**Extracted information:**
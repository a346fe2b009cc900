use cosmwasm_std::{Addr, StdResult, Storage};
use cw_storage_plus::Item;
pub use flagset::FlagSet;
use flagset::flags;

flags! {
    #[repr(u8)]
    pub enum Permission: u8 {
        NoPrivilege = 0b01, // the sender MUST NOT be the admin
        Admin = 0b10,
        Any = (Permission::NoPrivilege | Permission::Admin).bits(),
    }
}

#[derive(thiserror::Error, Debug, PartialEq)]
pub enum Error {
    #[error("sender with role '{actual:?}' is not allowed to perform this action that requires '{expected:?}' permissions")]
    PermissionDenied {
        expected: FlagSet<Permission>,
        actual: FlagSet<Permission>,
    },
    #[error("sender '{actual}' must be one of the addresses {expected:?}")]
    AddressNotWhitelisted { expected: Vec<Addr>, actual: Addr },
    #[error("no whitelisting condition found for sender '{sender}'")]
    WhitelistNotFound { sender: Addr },
}

const ADMIN: Item<Addr> = Item::new("permission_control_contract_admin_addr");

pub fn set_admin(storage: &mut dyn Storage, addr: &Addr) -> StdResult<()> {
    ADMIN.save(storage, addr)
}

pub fn admin(storage: &dyn Storage) -> StdResult<Addr> {
    ADMIN.load(storage)
}

// called by the code generated from `msgs_derive::EnsurePermissions`
#[doc(hidden)]
pub fn sender_role(storage: &dyn Storage, sender: &Addr) -> StdResult<FlagSet<Permission>> {
    let role = match ADMIN.may_load(storage)? {
        Some(admin) if admin == sender => Permission::Admin,
        _ => Permission::NoPrivilege,
    };

    Ok(role.into())
}
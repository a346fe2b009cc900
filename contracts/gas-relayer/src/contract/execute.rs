use cosmwasm_std::{
    coin, Addr, Api, BankMsg, Deps, DepsMut, Env, HexBinary, MessageInfo, QuerierWrapper,
    Response, Storage, Uint128,
};
use error_stack::{ensure, Result, ResultExt};
use lz_endpoint_api::{path, ChainId};
use relayer_wasm_std::{address, permission_control};

use crate::events::RelayerEvent;
use crate::msg::{InstantiateMsg, TrustedRemote};
use crate::state::{self, Config};
use crate::Recipient;

#[derive(thiserror::Error, Debug)]
pub enum Error {
    #[error("invalid address")]
    InvalidAddress,
    #[error("failed to access the relayer state")]
    State,
    #[error("invalid payment")]
    InvalidPayment,
    #[error("invalid recipient")]
    InvalidRecipient,
    #[error("caller address cannot be used as an implicit recipient")]
    ImplicitRecipientUnavailable,
    #[error("no trusted remote configured for destination chain {0}")]
    UntrustedDestination(ChainId),
    #[error("trusted remote path for chain {0} must not be empty")]
    EmptyTrustedRemotePath(ChainId),
    #[error("failed to estimate the transport fee")]
    FeeEstimation,
    #[error("fee computation overflowed")]
    FeeOverflow,
    #[error("insufficient fee: required {required}, paid {paid}")]
    InsufficientFee { required: Uint128, paid: Uint128 },
    #[error("delivery amount must be greater than zero")]
    ZeroDeliveryAmount,
    #[error("amount must be greater than zero")]
    ZeroAmount,
    #[error("failed to query the relayer balance")]
    BalanceQuery,
    #[error("insufficient balance: required {required}, available {available}")]
    InsufficientBalance {
        required: Uint128,
        available: Uint128,
    },
}

pub fn instantiate(deps: DepsMut, msg: InstantiateMsg) -> Result<Response, Error> {
    let admin = address::validate_cosmwasm_address(deps.api, &msg.admin_address)
        .change_context(Error::InvalidAddress)?;
    let endpoint = address::validate_cosmwasm_address(deps.api, &msg.endpoint_address)
        .change_context(Error::InvalidAddress)?;

    ensure!(!msg.delivery_amount.is_zero(), Error::ZeroDeliveryAmount);

    permission_control::set_admin(deps.storage, &admin).change_context(Error::State)?;

    state::save_config(
        deps.storage,
        &Config {
            endpoint,
            denom: msg.denom,
            protocol_fee: msg
                .protocol_fee
                .unwrap_or(Uint128::new(lz_networks::DEFAULT_PROTOCOL_FEE)),
            delivery_amount: msg.delivery_amount,
            require_trusted_destination: msg.require_trusted_destination,
        },
    )
    .change_context(Error::State)?;

    for TrustedRemote { chain_id, path } in msg.trusted_remotes {
        save_trusted_remote(deps.storage, chain_id, &path)?;
    }

    Ok(Response::new())
}

/// Sends a relay message that delivers gas to `recipient` on `destination_chain_id`.
///
/// The attached payment must cover the live transport fee plus the protocol fee. The protocol fee
/// stays in the relayer's balance and everything else is forwarded to the endpoint, which refunds
/// any excess over its own fee to the caller.
pub fn relay(
    deps: DepsMut,
    env: Env,
    info: MessageInfo,
    destination_chain_id: ChainId,
    recipient: Option<HexBinary>,
) -> Result<Response, Error> {
    let config = state::load_config(deps.storage).change_context(Error::State)?;
    let paid = cw_utils::must_pay(&info, &config.denom).change_context(Error::InvalidPayment)?;

    let recipient = match recipient {
        Some(recipient) => {
            Recipient::try_from(recipient.as_slice()).change_context(Error::InvalidRecipient)?
        }
        None => implicit_recipient(deps.api, &info.sender)?,
    };
    let payload = recipient.abi_encode();

    let destination = destination_path(
        deps.as_ref(),
        &config,
        &env.contract.address,
        destination_chain_id,
    )?;

    let endpoint: lz_endpoint_api::Client =
        client::ContractClient::new(deps.querier, config.endpoint.clone()).into();
    let required = relay_fee(
        &endpoint,
        &config,
        &env.contract.address,
        destination_chain_id,
        payload.clone(),
    )?;
    ensure!(paid >= required, Error::InsufficientFee { required, paid });

    let amount_forwarded = paid
        .checked_sub(config.protocol_fee)
        .change_context(Error::FeeOverflow)?;
    let funds = if amount_forwarded.is_zero() {
        vec![]
    } else {
        vec![coin(amount_forwarded.u128(), &config.denom)]
    };

    let relay_index = state::RELAYS_SENT
        .incr(deps.storage)
        .change_context(Error::State)?;

    Ok(Response::new()
        .add_message(endpoint.send(
            destination_chain_id,
            destination,
            payload,
            &info.sender,
            HexBinary::default(),
            funds,
        ))
        .add_event(
            RelayerEvent::GasSent {
                relay_index,
                sender: info.sender,
                destination_chain_id,
                recipient,
                amount_forwarded,
                protocol_fee: config.protocol_fee,
            },
        ))
}

/// Total amount a relay to `destination_chain_id` must carry: the endpoint's current native fee
/// for the payload plus the protocol fee. Never cached.
pub(super) fn relay_fee(
    endpoint: &lz_endpoint_api::Client,
    config: &Config,
    relayer: &Addr,
    destination_chain_id: ChainId,
    payload: HexBinary,
) -> Result<Uint128, Error> {
    let fees = endpoint
        .estimate_fees(destination_chain_id, relayer, payload, HexBinary::default())
        .change_context(Error::FeeEstimation)?;

    fees.native_fee
        .checked_add(config.protocol_fee)
        .change_context(Error::FeeOverflow)
}

fn implicit_recipient(api: &dyn Api, sender: &Addr) -> Result<Recipient, Error> {
    let sender_bytes = address::to_bytes(api, sender).change_context(Error::InvalidAddress)?;

    Recipient::try_from(sender_bytes.as_slice())
        .change_context(Error::ImplicitRecipientUnavailable)
}

fn destination_path(
    deps: Deps,
    config: &Config,
    relayer: &Addr,
    destination_chain_id: ChainId,
) -> Result<HexBinary, Error> {
    match state::may_load_trusted_remote(deps.storage, destination_chain_id)
        .change_context(Error::State)?
    {
        Some(path) => Ok(path),
        None => {
            ensure!(
                !config.require_trusted_destination,
                Error::UntrustedDestination(destination_chain_id)
            );

            // mirrored deployment: the relayer on the destination has this relayer's address
            let relayer_bytes =
                address::to_bytes(deps.api, relayer).change_context(Error::InvalidAddress)?;
            Ok(path::encode(&relayer_bytes, &relayer_bytes))
        }
    }
}

fn save_trusted_remote(
    storage: &mut dyn Storage,
    chain_id: ChainId,
    path: &HexBinary,
) -> Result<(), Error> {
    ensure!(!path.is_empty(), Error::EmptyTrustedRemotePath(chain_id));

    state::save_trusted_remote(storage, chain_id, path).change_context(Error::State)
}

pub fn set_trusted_remote(
    deps: DepsMut,
    chain_id: ChainId,
    path: HexBinary,
) -> Result<Response, Error> {
    save_trusted_remote(deps.storage, chain_id, &path)?;

    Ok(Response::new().add_event(RelayerEvent::TrustedRemoteSet { chain_id, path }))
}

pub fn set_trusted_remote_address(
    deps: DepsMut,
    env: Env,
    chain_id: ChainId,
    remote_address: HexBinary,
) -> Result<Response, Error> {
    ensure!(
        !remote_address.is_empty(),
        Error::EmptyTrustedRemotePath(chain_id)
    );

    let relayer_bytes = address::to_bytes(deps.api, &env.contract.address)
        .change_context(Error::InvalidAddress)?;

    set_trusted_remote(deps, chain_id, path::encode(&remote_address, &relayer_bytes))
}

pub fn remove_trusted_remote(deps: DepsMut, chain_id: ChainId) -> Result<Response, Error> {
    state::remove_trusted_remote(deps.storage, chain_id).change_context(Error::State)?;

    Ok(Response::new().add_event(RelayerEvent::TrustedRemoteRemoved { chain_id }))
}

pub fn set_protocol_fee(deps: DepsMut, protocol_fee: Uint128) -> Result<Response, Error> {
    state::update_config(deps.storage, |config| Config {
        protocol_fee,
        ..config
    })
    .change_context(Error::State)?;

    Ok(Response::new().add_event(RelayerEvent::ProtocolFeeSet { protocol_fee }))
}

pub fn set_delivery_amount(deps: DepsMut, delivery_amount: Uint128) -> Result<Response, Error> {
    ensure!(!delivery_amount.is_zero(), Error::ZeroDeliveryAmount);

    state::update_config(deps.storage, |config| Config {
        delivery_amount,
        ..config
    })
    .change_context(Error::State)?;

    Ok(Response::new().add_event(RelayerEvent::DeliveryAmountSet { delivery_amount }))
}

pub fn set_outbound_policy(
    deps: DepsMut,
    require_trusted_destination: bool,
) -> Result<Response, Error> {
    state::update_config(deps.storage, |config| Config {
        require_trusted_destination,
        ..config
    })
    .change_context(Error::State)?;

    Ok(Response::new().add_event(
        RelayerEvent::OutboundPolicySet {
            require_trusted_destination,
        },
    ))
}

pub fn top_up(deps: DepsMut, info: MessageInfo) -> Result<Response, Error> {
    let config = state::load_config(deps.storage).change_context(Error::State)?;
    let amount = cw_utils::must_pay(&info, &config.denom).change_context(Error::InvalidPayment)?;

    Ok(Response::new().add_event(
        RelayerEvent::ToppedUp {
            sender: info.sender,
            amount,
        },
    ))
}

pub fn withdraw(
    deps: DepsMut,
    env: Env,
    recipient: String,
    amount: Uint128,
) -> Result<Response, Error> {
    let recipient = address::validate_cosmwasm_address(deps.api, &recipient)
        .change_context(Error::InvalidAddress)?;
    ensure!(!amount.is_zero(), Error::ZeroAmount);

    let config = state::load_config(deps.storage).change_context(Error::State)?;
    ensure_balance(deps.querier, &env.contract.address, &config.denom, amount)?;

    Ok(Response::new()
        .add_message(BankMsg::Send {
            to_address: recipient.to_string(),
            amount: vec![coin(amount.u128(), &config.denom)],
        })
        .add_event(RelayerEvent::Withdrawn { recipient, amount }))
}

pub fn update_admin(deps: DepsMut, new_admin_address: String) -> Result<Response, Error> {
    let new_admin = address::validate_cosmwasm_address(deps.api, &new_admin_address)
        .change_context(Error::InvalidAddress)?;

    permission_control::set_admin(deps.storage, &new_admin).change_context(Error::State)?;

    Ok(Response::new().add_event(RelayerEvent::AdminUpdated { new_admin }))
}

/// Fails unless the relayer holds at least `required` of `denom`.
pub(super) fn ensure_balance(
    querier: QuerierWrapper,
    relayer: &Addr,
    denom: &str,
    required: Uint128,
) -> Result<(), Error> {
    let available = querier
        .query_balance(relayer, denom)
        .change_context(Error::BalanceQuery)?
        .amount;

    ensure!(
        available >= required,
        Error::InsufficientBalance {
            required,
            available
        }
    );

    Ok(())
}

**Exercise instructions:** Filter the material for the word "FeeOverflow" and copy each matching line.

**Task output:**
    FeeOverflow,
        .change_context(Error::FeeOverflow)?;
        .change_context(Error::FeeOverflow)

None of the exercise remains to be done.